Advance Auto Parts has faced difficulties in recent years, with declining comparable store sales and increasing operational expenses. In the third quarter, store sales decreased by 2.3%, indicative of the broader economic challenges affecting the auto parts industry. Previous reports have highlighted similar struggles for the company, including rising costs due to wage investments and a need for stronger operational productivity. This restructuring is a continuation of efforts to address long-standing financial issues and reposition the company for future success.

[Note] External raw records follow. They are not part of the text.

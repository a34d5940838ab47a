use crate::annotation::{self, TranscriptNumbering};
use crate::remap;
use crate::types::{HashMap, HashMapExt, Tid};
use anyhow::Result;
use coitrees::{BasicCOITree, Interval, IntervalTree as CoitreeIntervalTree};
use std::path::PathBuf;

/// A genomic exon [start, end) with the transcripts that contain it,
/// ascending and duplicate-free.
#[derive(Debug, Clone)]
pub struct Exon {
    pub start: u32,
    pub end: u32,
    pub transcripts: Vec<Tid>,
}

/// All exons of one contig, sorted by (start, end), plus an interval tree
/// for containment queries.
pub struct ExonList {
    exons: Vec<Exon>,
    tree: BasicCOITree<u32, u32>,
}

impl ExonList {
    fn from_exons(mut exons: Vec<Exon>) -> Self {
        exons.sort_by_key(|e| (e.start, e.end));

        // Exons with identical spans merge; their transcript sets union.
        let mut merged: Vec<Exon> = Vec::with_capacity(exons.len());
        for exon in exons {
            match merged.last_mut() {
                Some(last) if last.start == exon.start && last.end == exon.end => {
                    last.transcripts.extend(exon.transcripts);
                }
                _ => merged.push(exon),
            }
        }
        for exon in &mut merged {
            exon.transcripts.sort_unstable();
            exon.transcripts.dedup();
        }

        // COITree intervals are end-inclusive; convert [start, end) -> [start, end-1].
        let intervals: Vec<Interval<u32>> = merged
            .iter()
            .enumerate()
            .filter(|(_, e)| e.end > e.start)
            .map(|(i, e)| Interval::new(e.start as i32, (e.end - 1) as i32, i as u32))
            .collect();

        Self {
            tree: BasicCOITree::new(&intervals),
            exons: merged,
        }
    }

    pub fn exons(&self) -> &[Exon] {
        &self.exons
    }

    /// Collect the transcript ids of every annotated exon containing
    /// [start, end). Ids may repeat across exons; callers sort and dedup.
    pub fn containing(&self, start: u32, end: u32, out: &mut Vec<Tid>) {
        if end <= start {
            return;
        }
        self.tree.query(start as i32, (end - 1) as i32, |node| {
            let exon = &self.exons[node.metadata as usize];
            if exon.start <= start && end <= exon.end {
                out.extend_from_slice(&exon.transcripts);
            }
        });
    }
}

/// Per-contig exon lists keyed by lower-cased contig name. Immutable after
/// `build`; shared read-only by all workers.
#[derive(Default)]
pub struct ExonIndex {
    contigs: HashMap<String, ExonList>,
}

impl ExonIndex {
    pub fn contig(&self, name: &str) -> Option<&ExonList> {
        self.contigs.get(name)
    }

    pub fn num_contigs(&self) -> usize {
        self.contigs.len()
    }
}

struct ContigBuilder {
    by_span: HashMap<(u32, u32), usize>,
    exons: Vec<Exon>,
}

impl ContigBuilder {
    fn new() -> Self {
        Self {
            by_span: HashMap::new(),
            exons: Vec::new(),
        }
    }

    fn add(&mut self, start: u32, end: u32, tid: Tid) {
        match self.by_span.get(&(start, end)) {
            Some(&i) => self.exons[i].transcripts.push(tid),
            None => {
                self.by_span.insert((start, end), self.exons.len());
                self.exons.push(Exon {
                    start,
                    end,
                    transcripts: vec![tid],
                });
            }
        }
    }
}

/// Build the exon index from annotation files, in input order.
///
/// Returns the index and the transcript count to use for row indexing.
/// When transcriptome FASTAs are given, every stored transcript id is
/// rewritten through the remap translation table and the count covers the
/// translated range instead.
pub fn build(
    annotation_files: &[PathBuf],
    transcriptome_files: &[PathBuf],
    verbose: bool,
) -> Result<(ExonIndex, u64)> {
    let mut numbering = TranscriptNumbering::new();
    let mut builders: HashMap<String, ContigBuilder> = HashMap::new();

    annotation::for_each_exon_row(annotation_files, |row| {
        let tid = numbering.observe(&row.seqname, &row.transcript);
        builders
            .entry(row.seqname)
            .or_insert_with(ContigBuilder::new)
            .add(row.start, row.end, tid);
    })?;

    let mut total_transcripts = numbering.assigned();
    let mut translation = None;
    if !transcriptome_files.is_empty() {
        let table = remap::build_translation(annotation_files, transcriptome_files, verbose)?;
        total_transcripts = table.values().map(|&id| id as u64 + 1).max().unwrap_or(0);
        translation = Some(table);
    }

    let mut contigs = HashMap::with_capacity(builders.len());
    for (name, builder) in builders {
        let mut exons = builder.exons;
        if let Some(table) = &translation {
            for exon in &mut exons {
                for tid in &mut exon.transcripts {
                    if let Some(&mapped) = table.get(tid) {
                        *tid = mapped;
                    }
                }
            }
        }
        contigs.insert(name, ExonList::from_exons(exons));
    }

    Ok((ExonIndex { contigs }, total_transcripts))
}
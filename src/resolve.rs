use crate::exon_index::ExonIndex;
use crate::types::Tid;
use rust_htslib::bam::record::{Cigar, Record};

/// A reference interval [start, end) covered by one stretch of an
/// alignment, 0-based.
#[derive(Debug, Clone, Copy, PartialEq, Eq)]
pub struct Segment {
    pub start: u32,
    pub end: u32,
}

/// Split an alignment into its reference segments.
///
/// `M`/`=`/`X`/`D` consume reference, `N` closes the current segment and
/// opens the next one after the gap; everything else is ignored for
/// coordinates. An alignment with no reference-consuming op yields no
/// segments.
pub fn alignment_segments(record: &Record) -> Vec<Segment> {
    if record.pos() < 0 {
        return Vec::new();
    }
    let mut ref_pos = record.pos() as u32;
    let mut seg_start = ref_pos;
    let mut segs: Vec<Segment> = Vec::new();

    for op in record.cigar().iter() {
        match op {
            Cigar::Match(n) | Cigar::Equal(n) | Cigar::Diff(n) | Cigar::Del(n) => {
                ref_pos = ref_pos.saturating_add(*n);
            }
            Cigar::RefSkip(n) => {
                if ref_pos > seg_start {
                    segs.push(Segment {
                        start: seg_start,
                        end: ref_pos,
                    });
                }
                ref_pos = ref_pos.saturating_add(*n);
                seg_start = ref_pos;
            }
            // Non-reference-consuming: Ins, SoftClip, HardClip, Pad
            _ => {}
        }
    }

    if ref_pos > seg_start {
        segs.push(Segment {
            start: seg_start,
            end: ref_pos,
        });
    }

    segs
}

/// Intersection of two ascending duplicate-free id lists.
pub fn intersect_sorted(a: &[Tid], b: &[Tid]) -> Vec<Tid> {
    let mut out = Vec::with_capacity(a.len().min(b.len()));
    let (mut i, mut j) = (0usize, 0usize);
    while i < a.len() && j < b.len() {
        match a[i].cmp(&b[j]) {
            std::cmp::Ordering::Equal => {
                out.push(a[i]);
                i += 1;
                j += 1;
            }
            std::cmp::Ordering::Less => i += 1,
            std::cmp::Ordering::Greater => j += 1,
        }
    }
    out
}

/// Equivalence class of a single alignment: the transcripts whose annotated
/// exons contain every segment of it.
///
/// Each segment is checked by pure containment; segments are not required
/// to be flush with exon boundaries, not even across splice junctions.
/// A contig absent from the index, an empty segment list, or any segment
/// contained by no exon all produce the empty class.
pub fn alignment_ec(index: &ExonIndex, contig: &str, record: &Record) -> Vec<Tid> {
    let list = match index.contig(contig) {
        Some(list) => list,
        None => return Vec::new(),
    };
    let segs = alignment_segments(record);

    let mut ec: Option<Vec<Tid>> = None;
    for seg in &segs {
        let mut ids: Vec<Tid> = Vec::new();
        list.containing(seg.start, seg.end, &mut ids);
        ids.sort_unstable();
        ids.dedup();
        ec = Some(match ec {
            None => ids,
            Some(prev) => intersect_sorted(&prev, &ids),
        });
        if ec.as_ref().map_or(false, |e| e.is_empty()) {
            break;
        }
    }

    ec.unwrap_or_default()
}

/// Alignments of one read, bucketed by the last-segment flag. For
/// single-end data the `last` bucket stays empty.
#[derive(Debug, Default)]
pub struct ReadGroup {
    pub first: Vec<Record>,
    pub last: Vec<Record>,
}

impl ReadGroup {
    pub fn push(&mut self, record: Record) {
        if record.is_last_in_template() {
            self.last.push(record);
        } else {
            self.first.push(record);
        }
    }

    pub fn is_empty(&self) -> bool {
        self.first.is_empty() && self.last.is_empty()
    }

    pub fn len(&self) -> usize {
        self.first.len() + self.last.len()
    }
}

/// Union of the per-alignment classes of one bucket. Multi-mapping within
/// a segment means "any of these places", hence union, not intersection.
fn bucket_ec(
    records: &[Record],
    index: &ExonIndex,
    contig_names: &[String],
    lightweight: bool,
) -> Vec<Tid> {
    let mut acc: Vec<Tid> = Vec::new();
    for record in records {
        if record.is_unmapped() || record.tid() < 0 {
            continue;
        }
        if lightweight {
            // The reference IS the transcript; no index lookup.
            acc.push(record.tid() as Tid);
        } else {
            match contig_names.get(record.tid() as usize) {
                Some(contig) => acc.extend(alignment_ec(index, contig, record)),
                None => continue,
            }
        }
    }
    acc.sort_unstable();
    acc.dedup();
    acc
}

/// Equivalence class of a whole read group.
///
/// Paired reads intersect the two segment unions, so both mates must agree
/// on at least one transcript; a read with an empty side (orphan) yields
/// the empty class. Single-end reads union both buckets.
pub fn read_ec(
    group: &ReadGroup,
    index: &ExonIndex,
    contig_names: &[String],
    lightweight: bool,
    paired: bool,
) -> Vec<Tid> {
    let first = bucket_ec(&group.first, index, contig_names, lightweight);
    let last = bucket_ec(&group.last, index, contig_names, lightweight);

    if paired {
        if first.is_empty() || last.is_empty() {
            return Vec::new();
        }
        intersect_sorted(&first, &last)
    } else {
        let mut ec = first;
        ec.extend(last);
        ec.sort_unstable();
        ec.dedup();
        ec
    }
}
//! VNF monitoring: a `monitoring_policy` attribute on `vnfs`, a `heal` action
//! and an annotation of the API versions document.
use std::sync::Arc;

use extapi_core::api::{ApiFault, ApiRequest, ApiResponse};
use extapi_core::extension::{
    ActionExtension, AttributeMap, ExtensionDescriptor, ExtensionError, RequestExtension,
};
use extapi_core::kernel::constants;
use http::{Method, StatusCode};
use serde_json::{Value, json};

#[derive(Debug, Default)]
pub struct Monitoring;

fn heal(body: &Value, _request: &ApiRequest, id: &str) -> Result<ApiResponse, ApiFault> {
    let cause = body["heal"]
        .get("cause")
        .and_then(Value::as_str)
        .ok_or_else(|| ApiFault::BadRequest("heal requires a 'cause'".to_string()))?;
    log::info!("Heal requested for vnf {}: {}", id, cause);
    Ok(ApiResponse::json(
        StatusCode::ACCEPTED,
        &json!({ "heal": { "vnf_id": id, "cause": cause, "status": "PENDING_HEAL" } }),
    ))
}

fn annotate_versions(_request: &ApiRequest, mut response: ApiResponse) -> Result<ApiResponse, ApiFault> {
    let Ok(mut body) = response.body_json() else {
        return Ok(response);
    };
    if let Some(document) = body.as_object_mut() {
        document.insert("monitoring".to_string(), json!({ "actions": ["heal"] }));
        response.set_json(&body);
    }
    Ok(response)
}

impl ExtensionDescriptor for Monitoring {
    fn name(&self) -> &str {
        "VNF Monitoring"
    }

    fn alias(&self) -> &str {
        "monitoring"
    }

    fn description(&self) -> &str {
        "Monitoring policies and healing of VNFs"
    }

    fn namespace(&self) -> &str {
        "http://extapi.dev/ext/monitoring/api/v1.0"
    }

    fn updated(&self) -> &str {
        "2016-06-06T10:00:00-00:00"
    }

    fn actions(&self) -> Vec<ActionExtension> {
        vec![ActionExtension::new("vnfs", "heal", Arc::new(heal))]
    }

    fn request_extensions(&self) -> Vec<RequestExtension> {
        vec![RequestExtension::new(Method::GET, "/", Arc::new(annotate_versions))]
    }

    fn extended_resources(&self, version: &str) -> Result<AttributeMap, ExtensionError> {
        if version != constants::API_VERSION {
            return Ok(AttributeMap::new());
        }
        AttributeMap::from_json(json!({
            "vnfs": {
                "monitoring_policy": {
                    "allow_post": true,
                    "allow_put": true,
                    "is_visible": true,
                    "default": null
                }
            }
        }))
        .map_err(|e| ExtensionError::ExtendedResources {
            alias: self.alias().to_string(),
            message: e.to_string(),
        })
    }

    fn required_extensions(&self) -> Vec<String> {
        vec!["vnfm".to_string()]
    }
}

What Are the Details of the Closures?
The company plans to close 523 corporate stores, 204 independently-owned locations, and four distribution centers by mid-2025. Additionally, there will be a reduction in workforce, although specific details on headcount reduction have not been disclosed. These actions are expected to help Advance Auto Parts improve its operating income margin by more than 500 basis points through fiscal 2027. The restructuring is anticipated to cost between $350 million and $750 million.
How Is the Company Performing Financially?
In the latest quarterly earnings release, Advance Auto Parts reported an adjusted loss of 4 cents per share, a slight improvement from a loss of $1.19 in the same quarter the previous year. For the entire 2024 fiscal year, the company forecasts earnings to range from a loss of 60 cents per share to breakeven. Despite these challenges, the sale of Worldpac for $1.5 billion marks a significant milestone in its strategic repositioning, providing the company with additional resources to focus on core retail fundamentals.
CEO Shane O’Kelly expressed optimism about the company’s strategic initiatives, emphasizing that the completion of the Worldpac sale and operational reviews are key steps in the company’s plan.
“We are charting a clear path forward and introducing a new three-year financial plan, with a focus on executing core retail fundamentals to improve the productivity of all our assets and to create shareholder value,” he stated.
Advance Auto Parts’ stock has faced volatility, having declined over 28% over the past year and more than 32% in 2024 so far. However, the announcement of strategic restructuring resulted in a modest 2% increase in stock value during Thursday’s trading. This fluctuation reflects investor uncertainty regarding the company’s ability to successfully navigate its restructuring and return to profitability.
The restructuring efforts by Advance Auto Parts underscore the ongoing challenges in the retail sector, particularly for companies heavily reliant on consumer demand. The announced closures and financial strategy are aimed at addressing these challenges and positioning the company for long-term growth. As the auto parts industry continues to evolve, it will be critical for Advance Auto Parts to effectively implement its plans and adapt to market conditions. Stakeholders will be closely monitoring the company’s progress and financial performance in the coming years.